As I have advocated in the past (on this and the OOo list), I would
suggest a two-tiered system - a simple bug reporting page for end users,
where they can report bugs, document format/compatibility problems and
feature requests. This page should simply require a validly formatted
email address, and should not require the user to create an account or
'log in' to anything.
Mozilla resolved the issue for Firefox/Thunderbird by having a multi-tier
system:
1. If you are reporting a feature request, then yes you need an account to their
bugzilla to enter it.
2. If you are reporting crashes, then Firefox/Thunderbird bring up a special
crash dialog for the user to enter what they were doing and any other comments
when the crash occurred; it then takes care of submitting things per process.
This seems to cover most use cases. The majority of users will not care about
feature requests - just making it so it doesn't crash.

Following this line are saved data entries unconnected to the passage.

//! Greedy merge of price-ordered orders into the environment.
//!
//! Two algorithms share the per-order commit logic. The strict variant
//! drains the heap in price order. The bucketed variant treats all orders
//! within `price_cutoff_percent` of the current best price as tied,
//! reorders each bucket by profit (bundles move, plain transactions keep
//! their slots), commits the bucket and looks again, since a committed
//! transaction can push its sender's next one back into the heap.

use crate::building::{
    AlgorithmConfig, BundleCommitError, ChainData, CommitMode, EnvChanges, Environment,
    EnvironmentDiff, MergeAlgorithm, Order, OrdersByPriceAndNonce, SkipCode, TxCommitError,
};
use crate::evm::Evm;
use crate::primitives::{
    Receipt, SignedTransaction, SimulatedBundle, SimulatedShareBundle, UsedShareBundle,
};
use crate::state::StateError;
use alloy_primitives::{Address, U256};
use alloy_signer_local::PrivateKeySigner;
use std::collections::BTreeMap;
use std::sync::atomic::AtomicBool;
use std::sync::Arc;
use tracing::trace;

/// Result of one build run: the advanced environment plus the bundles
/// that actually landed.
pub struct BuildOutcome {
    pub env: Environment,
    pub used_bundles: Vec<SimulatedBundle>,
    pub used_share_bundles: Vec<UsedShareBundle>,
}

/// One-shot block builder. Construct it per block-building task, call
/// [`build_block`](Self::build_block), discard it.
pub struct GreedyBuilder<E: Evm> {
    evm: E,
    chain_data: ChainData,
    config: AlgorithmConfig,
    payout_signer: Option<PrivateKeySigner>,
    interrupt: Option<Arc<AtomicBool>>,
}

/// The commit unit a merge run drives. Closed set: the merge loop
/// dispatches by match, not by trait object.
enum CommitPath<'a> {
    Direct(EnvironmentDiff<'a>),
    Snapshots(EnvChanges<'a>),
}

impl<'a> CommitPath<'a> {
    fn base_fee(&self) -> u64 {
        match self {
            CommitPath::Direct(diff) => diff.base().header().base_fee,
            CommitPath::Snapshots(changes) => changes.env().header().base_fee,
        }
    }

    fn commit_tx<E: Evm>(
        &mut self,
        tx: &SignedTransaction,
        chain: &ChainData,
        evm: &E,
    ) -> (SkipCode, Result<Receipt, TxCommitError>) {
        match self {
            CommitPath::Direct(diff) => diff.commit_tx(tx, chain, evm),
            CommitPath::Snapshots(changes) => changes.commit_tx(tx, chain, evm),
        }
    }

    fn commit_bundle<E: Evm>(
        &mut self,
        sim: &SimulatedBundle,
        chain: &ChainData,
        evm: &E,
        interrupt: Option<&AtomicBool>,
        algo: &AlgorithmConfig,
    ) -> Result<(), BundleCommitError> {
        match self {
            CommitPath::Direct(diff) => diff.commit_bundle(sim, chain, evm, interrupt, algo),
            CommitPath::Snapshots(changes) => {
                changes.commit_bundle(sim, chain, evm, interrupt, algo)
            }
        }
    }

    #[allow(clippy::too_many_arguments)]
    fn commit_share_bundle<E: Evm>(
        &mut self,
        sim: &SimulatedShareBundle,
        chain: &ChainData,
        evm: &E,
        interrupt: Option<&AtomicBool>,
        algo: &AlgorithmConfig,
        payout_signer: Option<&PrivateKeySigner>,
    ) -> Result<(), BundleCommitError> {
        match self {
            CommitPath::Direct(diff) => {
                diff.commit_share_bundle(sim, chain, evm, interrupt, algo, payout_signer)
            }
            CommitPath::Snapshots(changes) => {
                changes.commit_share_bundle(sim, chain, evm, interrupt, algo, payout_signer)
            }
        }
    }

    fn apply(self) {
        match self {
            CommitPath::Direct(diff) => diff.apply_to_base_env(),
            CommitPath::Snapshots(changes) => changes.apply(),
        }
    }
}

/// Accumulates what landed; `stop` is raised on interruption.
#[derive(Default)]
struct MergeRun {
    used_bundles: Vec<SimulatedBundle>,
    used_share_bundles: Vec<UsedShareBundle>,
    stop: bool,
}

impl<E: Evm> GreedyBuilder<E> {
    pub fn new(
        evm: E,
        chain_data: ChainData,
        config: AlgorithmConfig,
        payout_signer: Option<PrivateKeySigner>,
        interrupt: Option<Arc<AtomicBool>>,
    ) -> Self {
        Self {
            evm,
            chain_data,
            config,
            payout_signer,
            interrupt,
        }
    }

    /// Merges the given orders into `env` and returns the advanced
    /// environment with the bundle usage record. The caller computes the
    /// final state root and seals the block.
    pub fn build_block(
        &self,
        mut env: Environment,
        bundles: Vec<SimulatedBundle>,
        share_bundles: Vec<SimulatedShareBundle>,
        txs_by_sender: BTreeMap<Address, Vec<SignedTransaction>>,
    ) -> Result<BuildOutcome, StateError> {
        let mut orders = OrdersByPriceAndNonce::new(
            env.signer(),
            txs_by_sender,
            bundles,
            share_bundles,
            env.header().base_fee,
        );

        let mut path = match self.config.commit_mode {
            CommitMode::Direct => CommitPath::Direct(EnvironmentDiff::new(&mut env)),
            CommitMode::Snapshots => CommitPath::Snapshots(EnvChanges::new(&mut env)?),
        };
        let mut run = MergeRun::default();
        match self.config.merge_algorithm {
            MergeAlgorithm::StrictPrice => self.merge_by_price(&mut path, &mut orders, &mut run),
            MergeAlgorithm::PriceBuckets => {
                self.merge_price_buckets(&mut path, &mut orders, &mut run)
            }
        }
        path.apply();

        Ok(BuildOutcome {
            env,
            used_bundles: run.used_bundles,
            used_share_bundles: run.used_share_bundles,
        })
    }

    /// Strict variant: drain the heap best-price-first.
    fn merge_by_price(
        &self,
        path: &mut CommitPath<'_>,
        orders: &mut OrdersByPriceAndNonce,
        run: &mut MergeRun,
    ) {
        while let Some(order) = orders.pop() {
            self.commit_order(path, orders, order, run);
            if run.stop {
                return;
            }
        }
    }

    /// Bucketed variant: gather every order within the price band, sort
    /// the bucket by profit, commit, repeat.
    fn merge_price_buckets(
        &self,
        path: &mut CommitPath<'_>,
        orders: &mut OrdersByPriceAndNonce,
        run: &mut MergeRun,
    ) {
        let base_fee = path.base_fee();
        let Some(first) = orders.peek() else {
            return;
        };
        let mut bucket_floor = self.bucket_floor(first.price(base_fee));
        let mut bucket: Vec<Order> = Vec::new();

        loop {
            let Some(price) = orders.peek().map(|order| order.price(base_fee)) else {
                if bucket.is_empty() {
                    break;
                }
                self.commit_bucket(path, orders, std::mem::take(&mut bucket), run);
                if run.stop {
                    return;
                }
                // committing may push higher-nonce txs back into the
                // heap, so look again before giving up
                continue;
            };

            if price > bucket_floor {
                if let Some(order) = orders.pop() {
                    bucket.push(order);
                }
            } else {
                if !bucket.is_empty() {
                    self.commit_bucket(path, orders, std::mem::take(&mut bucket), run);
                    if run.stop {
                        return;
                    }
                }
                // the straggler is reconsidered against the new floor
                bucket_floor = self.bucket_floor(price);
                // a floor at or above the price itself (zero price, or a
                // 100% cutoff) would never admit the order; take it as
                // its own bucket
                if price <= bucket_floor {
                    if let Some(order) = orders.pop() {
                        bucket.push(order);
                    }
                }
            }
        }
    }

    fn commit_bucket(
        &self,
        path: &mut CommitPath<'_>,
        orders: &mut OrdersByPriceAndNonce,
        bucket: Vec<Order>,
        run: &mut MergeRun,
    ) {
        for order in sort_orders_by_profit(bucket) {
            self.commit_order(path, orders, order, run);
            if run.stop {
                return;
            }
        }
    }

    /// Commits one order that has already been popped from the heap,
    /// steering the heap afterwards. Per-order failures are logged and
    /// skipped; only an interrupt stops the run.
    fn commit_order(
        &self,
        path: &mut CommitPath<'_>,
        orders: &mut OrdersByPriceAndNonce,
        order: Order,
        run: &mut MergeRun,
    ) {
        let interrupt = self.interrupt.as_deref();
        match order {
            Order::Tx(tx) => {
                let (skip, result) = path.commit_tx(tx.inner(), &self.chain_data, &self.evm);
                match skip {
                    SkipCode::ShiftTx => orders.shift_and_push_by_account_for_tx(&tx),
                    // the sender's head is gone either way; a commit that
                    // never judged the tx does not re-arm the sender
                    SkipCode::PopTx | SkipCode::NoChange => {}
                }
                match result {
                    Ok(receipt) => {
                        let tip = tx
                            .effective_gas_tip(path.base_fee())
                            .map(U256::from)
                            .unwrap_or_default();
                        trace!(
                            target: "block_builder",
                            tx = %tx.hash(),
                            egp = %tip,
                            gas_used = receipt.gas_used,
                            "included tx"
                        );
                    }
                    Err(err) => {
                        trace!(target: "block_builder", tx = %tx.hash(), %err, "could not apply tx");
                    }
                }
            }
            Order::Bundle(sim) => {
                match path.commit_bundle(&sim, &self.chain_data, &self.evm, interrupt, &self.config)
                {
                    Ok(()) => {
                        trace!(
                            target: "block_builder",
                            bundle = %sim.bundle.hash(),
                            gas_used = sim.total_gas_used,
                            "included bundle"
                        );
                        run.used_bundles.push(sim);
                    }
                    Err(BundleCommitError::Interrupted) => {
                        trace!(target: "block_builder", bundle = %sim.bundle.hash(), "merge interrupted");
                        run.stop = true;
                    }
                    Err(err) if err.is_expected() => {
                        trace!(target: "block_builder", bundle = %sim.bundle.hash(), %err, "skipping bundle");
                    }
                    Err(err) => {
                        trace!(target: "block_builder", bundle = %sim.bundle.hash(), %err, "could not apply bundle");
                    }
                }
            }
            Order::ShareBundle(sim) => {
                let hash = sim.bundle.hash();
                match path.commit_share_bundle(
                    &sim,
                    &self.chain_data,
                    &self.evm,
                    interrupt,
                    &self.config,
                    self.payout_signer.as_ref(),
                ) {
                    Ok(()) => {
                        trace!(target: "block_builder", bundle = %hash, "included share bundle");
                        run.used_share_bundles.push(UsedShareBundle {
                            bundle_hash: hash,
                            success: true,
                        });
                    }
                    Err(BundleCommitError::Interrupted) => {
                        trace!(target: "block_builder", bundle = %hash, "merge interrupted");
                        run.stop = true;
                    }
                    Err(err) => {
                        trace!(target: "block_builder", bundle = %hash, %err, "could not apply share bundle");
                        run.used_share_bundles.push(UsedShareBundle {
                            bundle_hash: hash,
                            success: false,
                        });
                    }
                }
            }
        }
    }

    fn bucket_floor(&self, price: U256) -> U256 {
        price * U256::from(self.config.price_cutoff_percent) / U256::from(100u64)
    }
}

/// Profit ordering inside a bucket, as a stable partition: bundle-like
/// orders sort by profit descending into the non-tx slots; plain
/// transactions never move, preserving their nonce order.
fn sort_orders_by_profit(bucket: Vec<Order>) -> Vec<Order> {
    let mut slots: Vec<Option<Order>> = bucket.into_iter().map(Some).collect();
    let mut positions = Vec::new();
    let mut movable = Vec::new();
    for (idx, slot) in slots.iter_mut().enumerate() {
        let is_tx = slot.as_ref().map(Order::is_tx).unwrap_or(true);
        if !is_tx {
            positions.push(idx);
            if let Some(order) = slot.take() {
                movable.push(order);
            }
        }
    }
    movable.sort_by(|a, b| b.profit_key().cmp(&a.profit_key()));
    for (idx, order) in positions.into_iter().zip(movable) {
        slots[idx] = Some(order);
    }
    slots.into_iter().flatten().collect()
}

Those that do care about feature requests should probably be required to login
to bugzilla; in the alternative, I'd suggest that they first be forced to
communicate with the developers who can then enter a bugzilla request and CC
them.
As I mentioned, this seems to work pretty well for Mozilla and their various
projects. Gentoo does the same; though they also follow the alternative.
And yes, I've submitted bugs to both projects and have gone through getting
accounts - it's really not that much of a hassle to do. If you really wanted to
make that less of a hassle, then integrate OpenID or something similar for the
bugzilla login - since Yahoo, Gmail, Facebook, and numerous others support
OpenID, compatible, and similar methods - so users would be able to use their
e-mail to login and not have to worry about passwords; at the same time it keeps
the system clutter free from bug spamming since not just anyone could enter a
bug, those that do can be tracked, and spam-bots could be denied.